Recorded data
-- Opening Marker --
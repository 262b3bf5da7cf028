use anyhow::Result;
use futures::future;
use indicatif::{ProgressBar, ProgressStyle};
use log::{debug, error, info, warn};
use std::collections::HashMap;
use std::sync::Arc;
use std::time::{Duration, Instant};
use tokio::sync::Semaphore;

use crate::app_config::Config;
use crate::container::{ContainerService, Resource};
use crate::errors::AppError;
use crate::language_utils;
use crate::markup_processor::MarkupCodec;
use crate::translation::batching::BatchBuilder;
use crate::translation::cache::PendingCache;
use crate::translation::core::{TextTranslator, TranslationService};
use crate::translation::corrector::TermCorrector;
use crate::translation::dispatcher::BatchDispatcher;
use crate::translation::progress::ProgressTracker;

// @module: Job coordinator and per-resource document workers

/// Outcome report for one completed translation job
#[derive(Debug, Clone)]
pub struct JobSummary {
    /// Resources in the archive
    pub resources_total: usize,

    /// Markup resources translated and committed
    pub resources_translated: usize,

    /// Markup resources that failed and kept their original bytes
    pub resources_failed: usize,

    /// Non-markup resources passed through untouched
    pub resources_skipped: usize,

    /// Translatable fragments counted by the pre-scan
    pub fragments_total: usize,

    /// Wall-clock duration of the job
    pub elapsed: Duration,
}

impl JobSummary {
    /// Generate a one-line completion report
    pub fn summary(&self) -> String {
        format!(
            "Job finished in {:.1}s: {} of {} resources translated ({} failed, {} skipped), {} fragments",
            self.elapsed.as_secs_f64(),
            self.resources_translated,
            self.resources_total,
            self.resources_failed,
            self.resources_skipped,
            self.fragments_total
        )
    }
}

/// Main application controller for archive translation
pub struct Controller {
    // @field: App configuration
    config: Config,
}

impl Controller {
    // @method: Create a new controller with the given configuration
    pub fn with_config(config: Config) -> Result<Self> {
        config.validate()?;
        Ok(Self { config })
    }

    /// Check if the controller is properly initialized with configuration
    pub fn is_initialized(&self) -> bool {
        !self.config.source_language.is_empty() && !self.config.target_language.is_empty()
    }

    /// Run a translation job against the configured backend.
    ///
    /// Opens the resource list, translates every markup resource, and asks the
    /// container to persist the result. Nothing in the container changes if
    /// the job misses its deadline.
    pub async fn run_job(
        &self,
        container: &mut dyn ContainerService,
        codec: Arc<dyn MarkupCodec>,
    ) -> Result<JobSummary, AppError> {
        let service = TranslationService::new(
            self.config.translation.clone(),
            &self.config.source_language,
            &self.config.target_language,
        )
        .map_err(AppError::from)?;

        self.run_job_with_backend(container, codec, Arc::new(service))
            .await
    }

    /// Run a translation job against an explicit backend instance.
    pub async fn run_job_with_backend(
        &self,
        container: &mut dyn ContainerService,
        codec: Arc<dyn MarkupCodec>,
        backend: Arc<dyn TextTranslator>,
    ) -> Result<JobSummary, AppError> {
        let start_time = Instant::now();

        if language_utils::language_codes_match(
            &self.config.source_language,
            &self.config.target_language,
        ) {
            warn!(
                "Source and target language are the same ({})",
                self.config.source_language
            );
        }

        let mut resources = container.list_resources();
        let translatable: Vec<usize> = resources
            .iter()
            .enumerate()
            .filter(|(_, resource)| resource.is_markup())
            .map(|(index, _)| index)
            .collect();
        let resources_skipped = resources.len() - translatable.len();

        info!(
            "Translating {} of {} resources ({} -> {})",
            translatable.len(),
            resources.len(),
            self.config.source_language,
            self.config.target_language
        );

        // Dry pre-scan: the fragment total drives the progress indicator.
        // Resources that fail to parse here are counted as zero; the worker
        // owns reporting the actual failure.
        let mut fragments_total = 0usize;
        for &index in &translatable {
            let resource = &resources[index];
            match codec.parse(&resource.data, resource.encoding()) {
                Ok(document) => fragments_total += document.collect_fragments().len(),
                Err(e) => debug!("Pre-scan could not parse {}: {}", resource.id, e),
            }
        }

        let progress_bar = ProgressBar::new(100);
        let style = ProgressStyle::default_bar()
            .template("{spinner:.green} [{elapsed_precise}] [{bar:40.cyan/blue}] {percent}% {msg}")
            .or_else(|_| ProgressStyle::default_bar().template("[{bar:40}] {percent}% {msg}"))
            .unwrap_or_else(|_| ProgressStyle::default_bar());
        progress_bar.set_style(style.progress_chars("█▓▒░"));
        progress_bar.set_message("Translating");

        let pb = progress_bar.clone();
        let tracker = Arc::new(ProgressTracker::with_redraw(
            fragments_total,
            move |percent, _completed, _total| {
                pb.set_position(percent);
            },
        ));

        let cache = Arc::new(PendingCache::new());
        let corrector = Arc::new(TermCorrector::new(self.config.corrections.clone()));
        let semaphore = Arc::new(Semaphore::new(self.config.job.concurrent_resources));
        let delimiter = self.config.translation.common.delimiter.clone();
        let char_budget = self.config.translation.get_batch_char_budget();

        let total_markup = translatable.len();
        let mut handles = Vec::with_capacity(total_markup);

        for (ordinal, &index) in translatable.iter().enumerate() {
            let resource = resources[index].clone();
            let codec = Arc::clone(&codec);
            let backend = Arc::clone(&backend);
            let corrector = Arc::clone(&corrector);
            let cache = Arc::clone(&cache);
            let tracker = Arc::clone(&tracker);
            let semaphore = Arc::clone(&semaphore);
            let delimiter = delimiter.clone();

            handles.push(tokio::spawn(async move {
                // One pool slot per resource for its full lifetime
                let _permit = semaphore.acquire().await.unwrap();

                info!(
                    "--- Translating resource [{}/{}]: {} ---",
                    ordinal + 1,
                    total_markup,
                    resource.id
                );

                match translate_resource(
                    &resource,
                    codec.as_ref(),
                    backend.as_ref(),
                    corrector.as_ref(),
                    &delimiter,
                    char_budget,
                    tracker.as_ref(),
                )
                .await
                {
                    Ok(bytes) => {
                        cache.insert(&resource.id, bytes);
                        true
                    }
                    Err(e) => {
                        // Failure stays inside this worker; the archive keeps
                        // the resource's original bytes
                        error!("Resource {} failed: {}", resource.id, e);
                        false
                    }
                }
            }));
        }

        let deadline = Duration::from_secs(self.config.job.deadline_secs);
        let joined = tokio::time::timeout(deadline, future::join_all(handles)).await;
        progress_bar.finish_and_clear();

        let results = match joined {
            Ok(results) => results,
            Err(_) => {
                // In-flight backend calls are left to run out on their own;
                // their results are simply never committed
                cache.discard();
                error!(
                    "Job deadline of {}s exceeded, discarding all cached work",
                    self.config.job.deadline_secs
                );
                return Err(AppError::DeadlineExceeded(self.config.job.deadline_secs));
            }
        };

        let mut resources_translated = 0usize;
        let mut resources_failed = 0usize;
        for result in results {
            match result {
                Ok(true) => resources_translated += 1,
                Ok(false) => resources_failed += 1,
                Err(e) => {
                    error!("Worker task aborted: {}", e);
                    resources_failed += 1;
                }
            }
        }

        // Commit point: the live resource list changes only now, after every
        // worker has finished inside the deadline
        let mut finished = cache.drain();
        for resource in resources.iter_mut() {
            if let Some(bytes) = finished.remove(&resource.id) {
                resource.data = bytes;
            }
        }

        container.save(&resources)?;

        let summary = JobSummary {
            resources_total: resources.len(),
            resources_translated,
            resources_failed,
            resources_skipped,
            fragments_total,
            elapsed: start_time.elapsed(),
        };
        info!("{}", summary.summary());

        Ok(summary)
    }
}

/// Translate one resource from bytes to bytes.
///
/// Runs the full per-resource pipeline: parse, collect, batch, dispatch,
/// reinsert, serialize. Never touches shared state; the caller parks the
/// returned bytes in the pending cache.
async fn translate_resource(
    resource: &Resource,
    codec: &dyn MarkupCodec,
    backend: &dyn TextTranslator,
    corrector: &TermCorrector,
    delimiter: &str,
    char_budget: usize,
    tracker: &ProgressTracker,
) -> Result<Vec<u8>, AppError> {
    let mut document = codec.parse(&resource.data, resource.encoding())?;

    let fragments = document.collect_fragments();
    if fragments.is_empty() {
        debug!("Resource {} has no translatable text", resource.id);
        return Ok(resource.data.clone());
    }

    let builder = BatchBuilder::new(char_budget, delimiter);
    let batches = builder.build(fragments);
    debug!(
        "Resource {}: {} fragments in {} batches",
        resource.id,
        batches.iter().map(|b| b.len()).sum::<usize>(),
        batches.len()
    );

    let dispatcher = BatchDispatcher::new(backend, corrector, delimiter, tracker);
    let mut replacements: HashMap<usize, String> = HashMap::new();

    for (batch_index, batch) in batches.iter().enumerate() {
        let preview: String = batch.text.chars().take(100).collect();
        debug!(
            "[{}] Sending batch #{} ({} chars): {}...",
            resource.id,
            batch_index + 1,
            batch.text.chars().count(),
            preview.replace('\n', " ")
        );

        let translated = dispatcher.dispatch(batch).await;
        for (fragment, text) in batch.fragments.iter().zip(translated) {
            replacements.insert(fragment.leaf_index, text);
        }
    }

    document.replace_text_leaves(&replacements);

    codec.serialize(&document).map_err(AppError::from)
}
-- Closing Marker --
### WORK ORDER
A copy of each line in the data above that holds the string "Instant" is needed.

### TASK OUTPUT
use std::time::{Duration, Instant};
        let start_time = Instant::now();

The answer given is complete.